Crosscut archive image.
And the winners are . . .

At Crosscut, we believe that the Northwest has the potential to become a model for sane, sustainable 21st Century living. I’m not using “sustainable” in the tired old environmental cliché way – as important as that is. I’m talking more broadly. I’m talking about sane and sustainable as in how do we move more Northwesterners onto public transit? How do we lure affluent kids back to public schools? Infuse our civic life with the kind of smart, innovative technology and design that’s happening all around us in Puget Sound? How do we bring grace and gravity back to our political discourse? Truly embrace and take advantage of the region’s growing diversity? End homelessness? Reinvent journalism?

These are formidable tasks that require formidable leadership, and Crosscut is determined to spotlight the people and the ideas that will move us, inch by inch, towards that sane, sustainable ideal.

That kind of grand transformation demands originality and chutzpah from bold leaders who grasp the promise and the peril of this moment, this time, in ways that are prescient and practical and as multi-disciplinary as the challenges we face. Those leaders need imagination and conviction, grit, fearlessness. Courage.

These awards honor those leaders, that courage.

So let’s talk a bit about courage and the Courage Awards and our decision-making process. I'll begin with a personal story.

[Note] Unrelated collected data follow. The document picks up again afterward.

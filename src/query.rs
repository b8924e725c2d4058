use std::fmt;

use serde::{Deserialize, Serialize};

use crate::value::{SqlValue, TypeDescriptor};

/// Which statement cache (if any) may service a query.
#[derive(Debug, Clone, Copy, Default, PartialEq, Eq, Serialize, Deserialize)]
pub enum StatementReusePolicy {
    #[default]
    None,
    PerTransaction,
    PerConnection,
}

/// Address of a single parameter: positional index or placeholder name.
#[derive(Debug, Clone, PartialEq, Eq, Serialize, Deserialize)]
pub enum ParamKey {
    Index(usize),
    Name(String),
}

impl fmt::Display for ParamKey {
    fn fmt(&self, f: &mut fmt::Formatter<'_>) -> fmt::Result {
        match self {
            ParamKey::Index(i) => write!(f, "{i}"),
            ParamKey::Name(n) => f.write_str(n),
        }
    }
}

/// Insertion-ordered parameter collection.
///
/// Keys may be sparse (`{0, 5}` is valid); the executor binds positional
/// parameters in iteration order, not by their numeric key. Positional and
/// named keys must not be mixed within one query.
#[derive(Debug, Clone, Default, PartialEq, Serialize, Deserialize)]
pub struct Params {
    entries: Vec<(ParamKey, SqlValue)>,
}

impl Params {
    pub fn new() -> Self {
        Self::default()
    }

    /// Values keyed 0..n in order.
    pub fn positional<I>(values: I) -> Self
    where
        I: IntoIterator,
        I::Item: Into<SqlValue>,
    {
        Self {
            entries: values
                .into_iter()
                .enumerate()
                .map(|(i, v)| (ParamKey::Index(i), v.into()))
                .collect(),
        }
    }

    pub fn named<I, N>(values: I) -> Self
    where
        I: IntoIterator<Item = (N, SqlValue)>,
        N: Into<String>,
    {
        Self {
            entries: values
                .into_iter()
                .map(|(n, v)| (ParamKey::Name(n.into()), v))
                .collect(),
        }
    }

    pub fn push_indexed(&mut self, index: usize, value: SqlValue) {
        self.entries.push((ParamKey::Index(index), value));
    }

    pub fn push_named<N: Into<String>>(&mut self, name: N, value: SqlValue) {
        self.entries.push((ParamKey::Name(name.into()), value));
    }

    pub fn len(&self) -> usize {
        self.entries.len()
    }

    pub fn is_empty(&self) -> bool {
        self.entries.is_empty()
    }

    pub fn iter(&self) -> impl Iterator<Item = &(ParamKey, SqlValue)> {
        self.entries.iter()
    }

    /// Addressing mode for the whole collection is decided by the first key.
    pub fn first_key_is_index(&self) -> bool {
        matches!(self.entries.first(), Some((ParamKey::Index(_), _)))
    }
}

/// Per-parameter type descriptors, addressed by the same key space as
/// [`Params`]. A key with no entry here defaults to text binding.
#[derive(Debug, Clone, Default, PartialEq, Serialize, Deserialize)]
pub struct TypeHints {
    entries: Vec<(ParamKey, TypeDescriptor)>,
}

impl TypeHints {
    pub fn new() -> Self {
        Self::default()
    }

    pub fn positional<I>(descriptors: I) -> Self
    where
        I: IntoIterator<Item = TypeDescriptor>,
    {
        Self {
            entries: descriptors
                .into_iter()
                .enumerate()
                .map(|(i, d)| (ParamKey::Index(i), d))
                .collect(),
        }
    }

    pub fn push_indexed(&mut self, index: usize, descriptor: TypeDescriptor) {
        self.entries.push((ParamKey::Index(index), descriptor));
    }

    pub fn push_named<N: Into<String>>(&mut self, name: N, descriptor: TypeDescriptor) {
        self.entries.push((ParamKey::Name(name.into()), descriptor));
    }

    pub fn get(&self, key: &ParamKey) -> Option<&TypeDescriptor> {
        self.entries.iter().find(|(k, _)| k == key).map(|(_, d)| d)
    }

    pub fn is_empty(&self) -> bool {
        self.entries.is_empty()
    }
}

/// One executable statement: SQL text, parameters, type hints and the reuse
/// policy deciding which cache scope (if any) may serve a prepared handle.
///
/// Built per call site and discarded after execution. When both `params` and
/// `types` are non-empty they must share one key space: all positional or
/// all named.
#[derive(Debug, Clone, PartialEq, Serialize, Deserialize)]
pub struct Query {
    pub sql: String,
    pub params: Params,
    pub types: TypeHints,
    pub reuse_policy: StatementReusePolicy,
}

impl Query {
    pub fn new<S: Into<String>>(sql: S) -> Self {
        Self {
            sql: sql.into(),
            params: Params::new(),
            types: TypeHints::new(),
            reuse_policy: StatementReusePolicy::None,
        }
    }

    pub fn with_params(mut self, params: Params) -> Self {
        self.params = params;
        self
    }

    pub fn with_types(mut self, types: TypeHints) -> Self {
        self.types = types;
        self
    }

    pub fn with_policy(mut self, policy: StatementReusePolicy) -> Self {
        self.reuse_policy = policy;
        self
    }
}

One summer night when I was about 12, we heard shouting coming from the house next door. It was our neighbor, Mr. Niemus. Recently widowed and drunk he was taking his grief and anger out on his 84-year-old mother-in-law, who lived with him. I could feel my mother tensing every time he yelled. When we heard glass breaking, that was it. She leapt to her feet, stormed across the alley and started banging on Mr. Niemus’s kitchen door. When he didn’t answer, she barged her way in and scolded him like a schoolboy. Her anger was righteous and fierce — and Mr. Niemus crumpled in its face. We could hear his whimpering apologies to my mother and to his mother-in-law.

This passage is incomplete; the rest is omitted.